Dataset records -

________________________

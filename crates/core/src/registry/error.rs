//! Error types for the format registry.

use thiserror::Error;

use crate::format::Format;

/// Errors raised while registering or resolving recipes.
#[derive(Debug, Clone, PartialEq, Eq, Error)]
pub enum RegistryError {
    /// No recipe converts `from` into `to`.
    #[error("No conversion from {from} to {to}")]
    NotFound { from: Format, to: Format },

    /// A recipe for the pair is already registered.
    #[error("A recipe from {from} to {to} is already registered")]
    DuplicateRecipe { from: Format, to: Format },

    /// The recipe cannot be run as declared.
    #[error("Invalid recipe from {from} to {to}: {reason}")]
    InvalidRecipe {
        from: Format,
        to: Format,
        reason: String,
    },
}
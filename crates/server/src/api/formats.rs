//! Supported conversion listing.

use axum::{
    extract::{Query, State},
    Json,
};
use filemorph_core::{Format, FormatFamily};
use serde::{Deserialize, Serialize};
use std::sync::Arc;

use super::error::ApiError;
use crate::state::AppState;

#[derive(Debug, Deserialize)]
pub struct FormatsQuery {
    /// Restrict the listing to one source format.
    pub source: Option<String>,
}

/// A format as shown to users.
#[derive(Debug, Serialize)]
pub struct FormatInfo {
    pub format: Format,
    pub display_name: &'static str,
    pub family: FormatFamily,
}

impl From<Format> for FormatInfo {
    fn from(format: Format) -> Self {
        Self {
            format,
            display_name: format.display_name(),
            family: format.family(),
        }
    }
}

/// Conversion options for one source format.
#[derive(Debug, Serialize)]
pub struct SourceTargets {
    pub source: FormatInfo,
    pub targets: Vec<FormatInfo>,
}

#[derive(Debug, Serialize)]
pub struct FormatsResponse {
    pub sources: Vec<SourceTargets>,
}

/// Lists what each source format can be converted into.
pub async fn list_formats(
    State(state): State<Arc<AppState>>,
    Query(query): Query<FormatsQuery>,
) -> Result<Json<FormatsResponse>, ApiError> {
    let orchestrator = state.orchestrator();

    let sources = match query.source.as_deref() {
        Some(name) => {
            let source: Format = name
                .parse()
                .map_err(|_| ApiError::invalid_request(format!("Unknown format: {}", name)))?;
            vec![source]
        }
        None => orchestrator.registry().sources(),
    };

    let sources = sources
        .into_iter()
        .map(|source| SourceTargets {
            source: source.into(),
            targets: orchestrator
                .supported_targets(source)
                .into_iter()
                .map(FormatInfo::from)
                .collect(),
        })
        .collect();

    Ok(Json(FormatsResponse { sources }))
}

________________________

Activity -
Where a line above contains the word "filename", copy that line.

Exercise solution -
filename crates/core/src/registry/error.rs
filename crates/server/src/api/formats.rs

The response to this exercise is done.